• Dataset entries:
· · · · ·

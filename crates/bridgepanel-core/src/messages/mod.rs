//! Message contracts exchanged with the background process and the UI shell.
//!
//! # Wire Format
//!
//! Requests and push events are serialized with a `type` tag:
//!
//! ```json
//! { "type": "toggle_bridge_enabled", "enabled": false }
//! { "type": "bridge_status_update", "isConnected": true, "serverCount": 2 }
//! ```
//!
//! Replies are untagged objects; `get_status` replies carry a `status` field
//! next to the snapshot keys, action replies a `success` flag.

mod push;
mod settings;

use serde::{Deserialize, Serialize};
use serde_json::Value;

use crate::domain::StatusSnapshot;
use crate::error::PanelError;

pub use push::{BannerKind, NotificationPayload, PushEvent};
pub use settings::{PersistedSettings, SettingsChange};

/// Requests the popup sends to the background process.
#[derive(Debug, Clone, Copy, PartialEq, Eq, Serialize, Deserialize)]
#[serde(tag = "type", rename_all = "snake_case")]
pub enum BackgroundRequest {
    /// Fetch the full status snapshot.
    GetStatus,
    /// Ask the background to refresh its server list. Acknowledgement only.
    GetServers,
    /// Switch the bridge on or off.
    ToggleBridgeEnabled { enabled: bool },
    /// Ask the background to (re)connect the bridge now.
    ConnectBridge,
}

impl BackgroundRequest {
    /// Wire tag of the request, for logging and scripted replies.
    pub const fn name(&self) -> &'static str {
        match self {
            Self::GetStatus => "get_status",
            Self::GetServers => "get_servers",
            Self::ToggleBridgeEnabled { .. } => "toggle_bridge_enabled",
            Self::ConnectBridge => "connect_bridge",
        }
    }
}

/// Decode a `get_status` reply.
///
/// - `status == "ok"`: the same object decodes into a [`StatusSnapshot`]
/// - any other `status`: [`PanelError::Rejected`] with the server's `error`
/// - no `status`, or an undecodable snapshot: [`PanelError::Malformed`]
pub fn parse_status_reply(reply: Value) -> Result<StatusSnapshot, PanelError> {
    match reply.get("status").and_then(Value::as_str) {
        Some("ok") => serde_json::from_value(reply)
            .map_err(|e| PanelError::Malformed(format!("invalid status snapshot: {e}"))),
        Some(_) => Err(PanelError::Rejected(
            reply
                .get("error")
                .and_then(Value::as_str)
                .map(str::to_owned),
        )),
        None => Err(PanelError::Malformed(
            "status reply has no status field".to_string(),
        )),
    }
}

/// Reply to `toggle_bridge_enabled` and `connect_bridge`.
#[derive(Debug, Clone, Default, PartialEq, Eq, Serialize, Deserialize)]
pub struct ActionReply {
    #[serde(default)]
    pub success: bool,
    #[serde(default, skip_serializing_if = "Option::is_none")]
    pub error: Option<String>,
}

impl ActionReply {
    /// Decode an action reply from the raw background response.
    pub fn from_value(reply: Value) -> Result<Self, PanelError> {
        serde_json::from_value(reply)
            .map_err(|e| PanelError::Malformed(format!("invalid action reply: {e}")))
    }

    /// Turn `success == false` into [`PanelError::ActionFailed`].
    pub fn into_result(self) -> Result<(), PanelError> {
        if self.success {
            Ok(())
        } else {
            Err(PanelError::ActionFailed(
                self.error.unwrap_or_else(|| "unknown error".to_string()),
            ))
        }
    }
}

/// User actions raised by the popup's controls.
#[derive(Debug, Clone, PartialEq, Eq, Serialize, Deserialize)]
#[serde(tag = "action", rename_all = "snake_case")]
pub enum UiAction {
    /// The bridge on/off switch was flipped.
    ToggleBridge,
    /// The reconnect button was pressed.
    Reconnect,
    /// The project link was clicked.
    OpenExternalSite,
    /// A settings link was clicked, optionally deep-linking a section.
    OpenSettings {
        #[serde(default, skip_serializing_if = "Option::is_none")]
        section: Option<String>,
    },
}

· · · · ·

• Assigned task: Look through the entries above, find each line containing "StatusSnapshot", and copy it.

• Task response:
use crate::domain::StatusSnapshot;
/// - `status == "ok"`: the same object decodes into a [`StatusSnapshot`]
pub fn parse_status_reply(reply: Value) -> Result<StatusSnapshot, PanelError> {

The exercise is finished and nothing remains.